Abstract

As more infants survive surgery in the newborn period for major congenital anomalies, the focus has shifted to the quality of care for parents as well as infants. In contemporary neonatal intensive care units (NICUs), doctors are encouraged to practice family-centred care and partner with parents in their infant's care. This study explored doctors' perceptions and parents' self-reported needs and stressors in a surgical NICU. From January 2014 to September 2015, parents of infants admitted for general surgery for a major congenital anomaly who were present in the NICU between 48 and 72 h of admission and doctors caring for their infant at the time of data collection were invited to participate. Matched data were provided using the Neonatal Family Needs Inventory and the Parental Stressor Scale:NICU. Matched data for 12 doctor-parent dyads showed that doctors (neonatal medical trainees) consistently under-rated the importance of parents' needs and identified fewer of mothers' than fathers' most important needs.
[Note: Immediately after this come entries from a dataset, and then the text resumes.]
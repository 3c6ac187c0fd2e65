use chrono::{DateTime, Utc};
use serde::Deserialize;

use stockledger_core::{AggregateId, EmployeeId};
use stockledger_infra::{AssignmentFilter, EngineError};
use stockledger_inventory::{AssignmentId, AssignmentStatus, NewProduct, ProductId, Quantity};

use crate::app::errors;

// -------------------------
// Request DTOs
// -------------------------

#[derive(Debug, Deserialize)]
#[serde(rename_all = "camelCase")]
pub struct CreateProductRequest {
    pub name: String,
    pub category: String,
    #[serde(default)]
    pub cost_price: u64,
    #[serde(default)]
    pub sale_price: u64,
    pub opening_stock: Option<i64>,
}

impl CreateProductRequest {
    pub fn into_parts(self) -> (NewProduct, Option<i64>) {
        (
            NewProduct {
                name: self.name,
                category: self.category,
                cost_price: self.cost_price,
                sale_price: self.sale_price,
            },
            self.opening_stock,
        )
    }
}

/// Body shared by purchase receipts, sales and cylinder movements.
#[derive(Debug, Deserialize)]
#[serde(rename_all = "camelCase")]
pub struct StockMovementRequest {
    pub product_id: String,
    pub quantity: Option<i64>,
    /// Purchase order, sale or deposit identifier in the calling system.
    #[serde(alias = "purchaseOrderId", alias = "saleId")]
    pub reference: Option<String>,
}

impl StockMovementRequest {
    pub fn parse(self) -> Result<(ProductId, Quantity, Option<String>), axum::response::Response> {
        let product_id = parse_product_id(&self.product_id)?;
        let quantity = require_quantity(self.quantity, "quantity")?;
        Ok((product_id, quantity, self.reference))
    }
}

#[derive(Debug, Deserialize)]
#[serde(rename_all = "camelCase")]
pub struct AdjustStockRequest {
    pub product_id: String,
    pub delta: Option<i64>,
    pub reason: Option<String>,
}

#[derive(Debug, Deserialize)]
#[serde(rename_all = "camelCase")]
pub struct AssignStockRequest {
    pub employee_id: String,
    pub product_id: String,
    pub quantity: Option<i64>,
}

#[derive(Debug, Default, Deserialize)]
#[serde(rename_all = "camelCase")]
pub struct AssignmentQuery {
    pub employee_id: Option<String>,
    pub product_id: Option<String>,
    pub status: Option<String>,
}

impl AssignmentQuery {
    pub fn into_filter(self) -> Result<AssignmentFilter, axum::response::Response> {
        Ok(AssignmentFilter {
            employee_id: self.employee_id.as_deref().map(parse_employee_id).transpose()?,
            product_id: self.product_id.as_deref().map(parse_product_id).transpose()?,
            status: self
                .status
                .as_deref()
                .map(|s| s.parse::<AssignmentStatus>().map_err(domain_error))
                .transpose()?,
        })
    }
}

#[derive(Debug, Deserialize)]
#[serde(rename_all = "camelCase")]
pub struct EmployeeSaleRequest {
    pub product_id: String,
    pub quantity: Option<i64>,
    #[serde(alias = "saleId")]
    pub reference: Option<String>,
}

#[derive(Debug, Default, Deserialize)]
pub struct EventsQuery {
    pub since: Option<DateTime<Utc>>,
}

/// `/stock/sync` body and query string.
#[derive(Debug, Default, Deserialize)]
#[serde(rename_all = "camelCase")]
pub struct SyncRequest {
    pub action: Option<String>,
    pub product_id: Option<String>,
    pub quantity: Option<i64>,
    pub operation: Option<String>,
}

// -------------------------
// Parsing helpers
// -------------------------

fn domain_error(err: stockledger_core::DomainError) -> axum::response::Response {
    errors::engine_error_to_response(EngineError::from(err))
}

pub fn parse_product_id(s: &str) -> Result<ProductId, axum::response::Response> {
    s.parse::<AggregateId>().map(ProductId::new).map_err(domain_error)
}

pub fn parse_assignment_id(s: &str) -> Result<AssignmentId, axum::response::Response> {
    s.parse::<AggregateId>()
        .map(AssignmentId::new)
        .map_err(domain_error)
}

pub fn parse_employee_id(s: &str) -> Result<EmployeeId, axum::response::Response> {
    s.parse::<EmployeeId>().map_err(domain_error)
}

/// A present, strictly positive quantity.
pub fn require_quantity(
    value: Option<i64>,
    field: &str,
) -> Result<Quantity, axum::response::Response> {
    let value = value.ok_or_else(|| {
        errors::engine_error_to_response(EngineError::validation(format!("{field} is required")))
    })?;
    Quantity::from_signed(value).map_err(domain_error)
}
Doctors also consistently under-rated parents' stressors. They perceived few of fathers', but all of mothers', greatest stressors. Thematic analysis revealed four themes: infant pain management; parental autonomy; empathy; and communicating reassurance and education to parents. The findings suggest incongruences between doctors' perceptions and parents' self-reported needs and stressors. While there is hesitation in making recommendations with this sample size, the findings highlight issues that may inform further research and contribute to a dialogue regarding the role of doctors in family-centred relationship-based models of care in the NICU.